"""

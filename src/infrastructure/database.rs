use sqlx::{
    sqlite::{
        SqliteConnectOptions, SqliteJournalMode, SqlitePool, SqlitePoolOptions, SqliteSynchronous,
    },
    Error as SqlxError,
};
use std::str::FromStr;
use std::time::Duration;

/// State handlers write serially on one connection at a time; the rest of
/// the pool serves the scheduler sweeps and read-mostly work.
const MAX_CONNECTIONS: u32 = 5;

/// Write transactions from merges and bulk story saves are short; waiting
/// beats failing the message and relying on redelivery.
const BUSY_TIMEOUT: Duration = Duration::from_secs(5);

pub async fn setup_database(url: &str) -> Result<SqlitePool, SqlxError> {
    let options = SqliteConnectOptions::from_str(url)?
        .create_if_missing(true)
        // WAL lets the outdated-feed sweep read while a handler
        // transaction is mid-write
        .journal_mode(SqliteJournalMode::Wal)
        .synchronous(SqliteSynchronous::Normal)
        .busy_timeout(BUSY_TIMEOUT)
        // Deleting or merging a feed must cascade its storys and user feeds
        .foreign_keys(true);

    SqlitePoolOptions::new()
        .max_connections(MAX_CONNECTIONS)
        .connect_with(options)
        .await
}
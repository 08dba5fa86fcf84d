use std::env;

#[derive(Clone)]
pub struct Config {
    pub database_url: String,
    /// Minutes between outdated-feed sweeps; also sets the jitter window
    /// and the expiry of the sync messages each sweep emits.
    pub check_feed_minutes: u64,
    pub bus_capacity: usize,
}

impl Config {
    pub fn from_env() -> Result<Self, Box<dyn std::error::Error>> {
        dotenvy::dotenv().ok();

        let database_url =
            env::var("DATABASE_URL").unwrap_or_else(|_| "sqlite://feedmill.db".to_string());

        let check_feed_minutes = env::var("CHECK_FEED_MINUTES")
            .unwrap_or_else(|_| "30".to_string())
            .parse::<u64>()?;

        let bus_capacity = env::var("BUS_CAPACITY")
            .unwrap_or_else(|_| "1024".to_string())
            .parse::<usize>()?;

        Ok(Config {
            database_url,
            check_feed_minutes,
            bus_capacity,
        })
    }
}
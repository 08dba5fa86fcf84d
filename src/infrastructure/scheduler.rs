use std::time::Duration;

use sqlx::SqlitePool;
use tokio_cron_scheduler::{Job, JobScheduler};

use crate::actors::state;
use crate::config::Config;
use crate::infrastructure::bus::Bus;

/// The creation janitor runs on a fixed cadence independent of the feed
/// check interval.
const CLEAN_FEED_CREATION_SECONDS: u64 = 600;

/// Start the periodic jobs: the outdated-feed sweep and the feed-creation
/// janitor.
pub async fn start_scheduler(
    pool: SqlitePool,
    bus: Bus,
    config: &Config,
) -> Result<JobScheduler, Box<dyn std::error::Error>> {
    let scheduler = JobScheduler::new().await?;
    let check_feed_seconds = config.check_feed_minutes * 60;

    {
        let pool = pool.clone();
        let bus = bus.clone();
        scheduler
            .add(Job::new_repeated_async(
                Duration::from_secs(check_feed_seconds),
                move |_uuid, _lock| {
                    let pool = pool.clone();
                    let bus = bus.clone();
                    Box::pin(async move {
                        if let Err(err) = state::check_feed(&pool, &bus, check_feed_seconds).await
                        {
                            tracing::error!("feed check sweep failed: {}", err);
                        }
                    })
                },
            )?)
            .await?;
    }

    {
        let pool = pool.clone();
        let bus = bus.clone();
        scheduler
            .add(Job::new_repeated_async(
                Duration::from_secs(CLEAN_FEED_CREATION_SECONDS),
                move |_uuid, _lock| {
                    let pool = pool.clone();
                    let bus = bus.clone();
                    Box::pin(async move {
                        if let Err(err) = state::clean_feed_creation(&pool, &bus).await {
                            tracing::error!("feed creation cleanup failed: {}", err);
                        }
                    })
                },
            )?)
            .await?;
    }

    scheduler.start().await?;
    tracing::info!(
        "scheduler started (check feeds every {}s, clean creations every {}s)",
        check_feed_seconds,
        CLEAN_FEED_CREATION_SECONDS
    );

    Ok(scheduler)
}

"""

(WORK TO BE COMPLETED):
Please restate the material above, word for word and in full.

(FINAL ANSWER):
filename src/infrastructure/database.rs
use sqlx::{
    sqlite::{
        SqliteConnectOptions, SqliteJournalMode, SqlitePool, SqlitePoolOptions, SqliteSynchronous,
    },
    Error as SqlxError,
};
use std::str::FromStr;
use std::time::Duration;

/// State handlers write serially on one connection at a time; the rest of
/// the pool serves the scheduler sweeps and read-mostly work.
const MAX_CONNECTIONS: u32 = 5;

/// Write transactions from merges and bulk story saves are short; waiting
/// beats failing the message and relying on redelivery.
const BUSY_TIMEOUT: Duration = Duration::from_secs(5);

pub async fn setup_database(url: &str) -> Result<SqlitePool, SqlxError> {
    let options = SqliteConnectOptions::from_str(url)?
        .create_if_missing(true)
        // WAL lets the outdated-feed sweep read while a handler
        // transaction is mid-write
        .journal_mode(SqliteJournalMode::Wal)
        .synchronous(SqliteSynchronous::Normal)
        .busy_timeout(BUSY_TIMEOUT)
        // Deleting or merging a feed must cascade its storys and user feeds
        .foreign_keys(true);

    SqlitePoolOptions::new()
        .max_connections(MAX_CONNECTIONS)
        .connect_with(options)
        .await
}
repository 08dba5fa86fcf84d
use std::env;

#[derive(Clone)]
pub struct Config {
    pub database_url: String,
    /// Minutes between outdated-feed sweeps; also sets the jitter window
    /// and the expiry of the sync messages each sweep emits.
    pub check_feed_minutes: u64,
    pub bus_capacity: usize,
}

impl Config {
    pub fn from_env() -> Result<Self, Box<dyn std::error::Error>> {
        dotenvy::dotenv().ok();

        let database_url =
            env::var("DATABASE_URL").unwrap_or_else(|_| "sqlite://feedmill.db".to_string());

        let check_feed_minutes = env::var("CHECK_FEED_MINUTES")
            .unwrap_or_else(|_| "30".to_string())
            .parse::<u64>()?;

        let bus_capacity = env::var("BUS_CAPACITY")
            .unwrap_or_else(|_| "1024".to_string())
            .parse::<usize>()?;

        Ok(Config {
            database_url,
            check_feed_minutes,
            bus_capacity,
        })
    }
}
repository 08dba5fa86fcf84d
filename src/infrastructure/scheduler.rs
use std::time::Duration;

use sqlx::SqlitePool;
use tokio_cron_scheduler::{Job, JobScheduler};

use crate::actors::state;
use crate::config::Config;
use crate::infrastructure::bus::Bus;

/// The creation janitor runs on a fixed cadence independent of the feed
/// check interval.
const CLEAN_FEED_CREATION_SECONDS: u64 = 600;

/// Start the periodic jobs: the outdated-feed sweep and the feed-creation
/// janitor.
pub async fn start_scheduler(
    pool: SqlitePool,
    bus: Bus,
    config: &Config,
) -> Result<JobScheduler, Box<dyn std::error::Error>> {
    let scheduler = JobScheduler::new().await?;
    let check_feed_seconds = config.check_feed_minutes * 60;

    {
        let pool = pool.clone();
        let bus = bus.clone();
        scheduler
            .add(Job::new_repeated_async(
                Duration::from_secs(check_feed_seconds),
                move |_uuid, _lock| {
                    let pool = pool.clone();
                    let bus = bus.clone();
                    Box::pin(async move {
                        if let Err(err) = state::check_feed(&pool, &bus, check_feed_seconds).await
                        {
                            tracing::error!("feed check sweep failed: {}", err);
                        }
                    })
                },
            )?)
            .await?;
    }

    {
        let pool = pool.clone();
        let bus = bus.clone();
        scheduler
            .add(Job::new_repeated_async(
                Duration::from_secs(CLEAN_FEED_CREATION_SECONDS),
                move |_uuid, _lock| {
                    let pool = pool.clone();
                    let bus = bus.clone();
                    Box::pin(async move {
                        if let Err(err) = state::clean_feed_creation(&pool, &bus).await {
                            tracing::error!("feed creation cleanup failed: {}", err);
                        }
                    })
                },
            )?)
            .await?;
    }

    scheduler.start().await?;
    tracing::info!(
        "scheduler started (check feeds every {}s, clean creations every {}s)",
        check_feed_seconds,
        CLEAN_FEED_CREATION_SECONDS
    );

    Ok(scheduler)
}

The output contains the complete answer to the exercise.